◆ ACTIVITY
Transcribe all of the records exactly, leaving every line as it is.

*** PROVIDED INFORMATION Section Begins ***

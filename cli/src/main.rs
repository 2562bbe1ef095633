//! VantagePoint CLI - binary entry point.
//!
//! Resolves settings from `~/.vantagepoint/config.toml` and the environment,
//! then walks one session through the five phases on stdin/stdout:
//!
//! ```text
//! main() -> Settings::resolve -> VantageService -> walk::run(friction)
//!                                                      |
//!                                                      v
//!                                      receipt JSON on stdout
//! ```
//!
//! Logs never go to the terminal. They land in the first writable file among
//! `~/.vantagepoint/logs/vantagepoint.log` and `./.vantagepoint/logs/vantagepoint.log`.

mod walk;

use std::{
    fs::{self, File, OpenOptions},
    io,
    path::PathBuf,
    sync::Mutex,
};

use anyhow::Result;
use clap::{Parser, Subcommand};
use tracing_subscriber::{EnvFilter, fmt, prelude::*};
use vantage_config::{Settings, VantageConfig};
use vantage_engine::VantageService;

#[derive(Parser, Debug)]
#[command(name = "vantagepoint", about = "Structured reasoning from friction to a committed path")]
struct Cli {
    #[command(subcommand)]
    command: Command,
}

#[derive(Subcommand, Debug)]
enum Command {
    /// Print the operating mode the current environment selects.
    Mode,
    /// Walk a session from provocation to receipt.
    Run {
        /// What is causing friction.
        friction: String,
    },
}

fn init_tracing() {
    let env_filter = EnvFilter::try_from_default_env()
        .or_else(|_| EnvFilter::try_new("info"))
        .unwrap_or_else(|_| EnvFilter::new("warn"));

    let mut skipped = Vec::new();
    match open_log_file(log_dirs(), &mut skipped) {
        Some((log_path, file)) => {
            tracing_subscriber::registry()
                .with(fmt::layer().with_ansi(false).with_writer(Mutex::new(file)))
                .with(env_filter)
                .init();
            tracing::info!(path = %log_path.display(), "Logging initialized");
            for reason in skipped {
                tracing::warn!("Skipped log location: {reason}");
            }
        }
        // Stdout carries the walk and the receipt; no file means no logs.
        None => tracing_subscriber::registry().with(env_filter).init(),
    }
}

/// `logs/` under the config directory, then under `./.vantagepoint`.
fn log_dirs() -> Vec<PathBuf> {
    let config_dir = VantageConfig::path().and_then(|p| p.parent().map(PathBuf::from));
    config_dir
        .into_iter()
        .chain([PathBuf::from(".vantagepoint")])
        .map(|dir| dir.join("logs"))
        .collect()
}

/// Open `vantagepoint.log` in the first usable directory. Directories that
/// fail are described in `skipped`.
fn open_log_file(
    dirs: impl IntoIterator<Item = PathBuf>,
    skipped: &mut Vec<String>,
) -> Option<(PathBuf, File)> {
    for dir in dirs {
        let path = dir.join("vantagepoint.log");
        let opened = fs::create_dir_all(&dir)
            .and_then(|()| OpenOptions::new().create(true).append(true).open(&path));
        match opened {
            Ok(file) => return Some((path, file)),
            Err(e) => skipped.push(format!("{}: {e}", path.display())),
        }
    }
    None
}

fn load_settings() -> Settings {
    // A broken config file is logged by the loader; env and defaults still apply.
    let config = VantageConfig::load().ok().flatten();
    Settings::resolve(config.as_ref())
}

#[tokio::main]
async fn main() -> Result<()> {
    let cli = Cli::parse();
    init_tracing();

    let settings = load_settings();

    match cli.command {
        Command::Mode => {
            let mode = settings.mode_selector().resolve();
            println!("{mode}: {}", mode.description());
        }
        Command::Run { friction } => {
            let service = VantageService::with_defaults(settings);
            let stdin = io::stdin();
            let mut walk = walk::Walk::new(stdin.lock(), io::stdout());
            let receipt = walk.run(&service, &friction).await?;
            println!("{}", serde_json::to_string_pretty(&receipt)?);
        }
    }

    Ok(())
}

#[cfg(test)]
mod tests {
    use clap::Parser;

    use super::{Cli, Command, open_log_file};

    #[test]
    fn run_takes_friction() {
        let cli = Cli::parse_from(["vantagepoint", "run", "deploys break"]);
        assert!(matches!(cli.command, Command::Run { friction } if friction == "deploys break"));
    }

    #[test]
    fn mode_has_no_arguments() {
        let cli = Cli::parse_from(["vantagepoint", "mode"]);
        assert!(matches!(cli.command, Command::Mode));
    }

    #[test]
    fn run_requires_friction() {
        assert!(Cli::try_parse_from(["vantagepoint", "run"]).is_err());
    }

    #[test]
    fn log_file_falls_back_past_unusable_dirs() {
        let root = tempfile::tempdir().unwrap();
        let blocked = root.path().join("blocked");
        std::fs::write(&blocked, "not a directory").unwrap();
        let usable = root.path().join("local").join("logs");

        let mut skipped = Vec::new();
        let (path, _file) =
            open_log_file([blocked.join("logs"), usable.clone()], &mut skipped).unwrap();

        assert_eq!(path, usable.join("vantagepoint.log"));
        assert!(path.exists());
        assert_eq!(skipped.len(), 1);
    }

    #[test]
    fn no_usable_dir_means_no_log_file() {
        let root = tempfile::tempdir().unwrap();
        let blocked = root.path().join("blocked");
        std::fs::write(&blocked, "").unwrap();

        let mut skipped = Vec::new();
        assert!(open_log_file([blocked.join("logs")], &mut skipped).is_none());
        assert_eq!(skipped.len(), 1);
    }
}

*** PROVIDED INFORMATION Section Ends ***

◆ ANSWER TO THIS TASK
filename cli/src/main.rs
repository 2562bbe1ef095633
//! VantagePoint CLI - binary entry point.
//!
//! Resolves settings from `~/.vantagepoint/config.toml` and the environment,
//! then walks one session through the five phases on stdin/stdout:
//!
//! ```text
//! main() -> Settings::resolve -> VantageService -> walk::run(friction)
//!                                                      |
//!                                                      v
//!                                      receipt JSON on stdout
//! ```
//!
//! Logs never go to the terminal. They land in the first writable file among
//! `~/.vantagepoint/logs/vantagepoint.log` and `./.vantagepoint/logs/vantagepoint.log`.

mod walk;

use std::{
    fs::{self, File, OpenOptions},
    io,
    path::PathBuf,
    sync::Mutex,
};

use anyhow::Result;
use clap::{Parser, Subcommand};
use tracing_subscriber::{EnvFilter, fmt, prelude::*};
use vantage_config::{Settings, VantageConfig};
use vantage_engine::VantageService;

#[derive(Parser, Debug)]
#[command(name = "vantagepoint", about = "Structured reasoning from friction to a committed path")]
struct Cli {
    #[command(subcommand)]
    command: Command,
}

#[derive(Subcommand, Debug)]
enum Command {
    /// Print the operating mode the current environment selects.
    Mode,
    /// Walk a session from provocation to receipt.
    Run {
        /// What is causing friction.
        friction: String,
    },
}

fn init_tracing() {
    let env_filter = EnvFilter::try_from_default_env()
        .or_else(|_| EnvFilter::try_new("info"))
        .unwrap_or_else(|_| EnvFilter::new("warn"));

    let mut skipped = Vec::new();
    match open_log_file(log_dirs(), &mut skipped) {
        Some((log_path, file)) => {
            tracing_subscriber::registry()
                .with(fmt::layer().with_ansi(false).with_writer(Mutex::new(file)))
                .with(env_filter)
                .init();
            tracing::info!(path = %log_path.display(), "Logging initialized");
            for reason in skipped {
                tracing::warn!("Skipped log location: {reason}");
            }
        }
        // Stdout carries the walk and the receipt; no file means no logs.
        None => tracing_subscriber::registry().with(env_filter).init(),
    }
}

/// `logs/` under the config directory, then under `./.vantagepoint`.
fn log_dirs() -> Vec<PathBuf> {
    let config_dir = VantageConfig::path().and_then(|p| p.parent().map(PathBuf::from));
    config_dir
        .into_iter()
        .chain([PathBuf::from(".vantagepoint")])
        .map(|dir| dir.join("logs"))
        .collect()
}

/// Open `vantagepoint.log` in the first usable directory. Directories that
/// fail are described in `skipped`.
fn open_log_file(
    dirs: impl IntoIterator<Item = PathBuf>,
    skipped: &mut Vec<String>,
) -> Option<(PathBuf, File)> {
    for dir in dirs {
        let path = dir.join("vantagepoint.log");
        let opened = fs::create_dir_all(&dir)
            .and_then(|()| OpenOptions::new().create(true).append(true).open(&path));
        match opened {
            Ok(file) => return Some((path, file)),
            Err(e) => skipped.push(format!("{}: {e}", path.display())),
        }
    }
    None
}

fn load_settings() -> Settings {
    // A broken config file is logged by the loader; env and defaults still apply.
    let config = VantageConfig::load().ok().flatten();
    Settings::resolve(config.as_ref())
}

#[tokio::main]
async fn main() -> Result<()> {
    let cli = Cli::parse();
    init_tracing();

    let settings = load_settings();

    match cli.command {
        Command::Mode => {
            let mode = settings.mode_selector().resolve();
            println!("{mode}: {}", mode.description());
        }
        Command::Run { friction } => {
            let service = VantageService::with_defaults(settings);
            let stdin = io::stdin();
            let mut walk = walk::Walk::new(stdin.lock(), io::stdout());
            let receipt = walk.run(&service, &friction).await?;
            println!("{}", serde_json::to_string_pretty(&receipt)?);
        }
    }

    Ok(())
}

#[cfg(test)]
mod tests {
    use clap::Parser;

    use super::{Cli, Command, open_log_file};

    #[test]
    fn run_takes_friction() {
        let cli = Cli::parse_from(["vantagepoint", "run", "deploys break"]);
        assert!(matches!(cli.command, Command::Run { friction } if friction == "deploys break"));
    }

    #[test]
    fn mode_has_no_arguments() {
        let cli = Cli::parse_from(["vantagepoint", "mode"]);
        assert!(matches!(cli.command, Command::Mode));
    }

    #[test]
    fn run_requires_friction() {
        assert!(Cli::try_parse_from(["vantagepoint", "run"]).is_err());
    }

    #[test]
    fn log_file_falls_back_past_unusable_dirs() {
        let root = tempfile::tempdir().unwrap();
        let blocked = root.path().join("blocked");
        std::fs::write(&blocked, "not a directory").unwrap();
        let usable = root.path().join("local").join("logs");

        let mut skipped = Vec::new();
        let (path, _file) =
            open_log_file([blocked.join("logs"), usable.clone()], &mut skipped).unwrap();

        assert_eq!(path, usable.join("vantagepoint.log"));
        assert!(path.exists());
        assert_eq!(skipped.len(), 1);
    }

    #[test]
    fn no_usable_dir_means_no_log_file() {
        let root = tempfile::tempdir().unwrap();
        let blocked = root.path().join("blocked");
        std::fs::write(&blocked, "").unwrap();

        let mut skipped = Vec::new();
        assert!(open_log_file([blocked.join("logs")], &mut skipped).is_none());
        assert_eq!(skipped.len(), 1);
    }
}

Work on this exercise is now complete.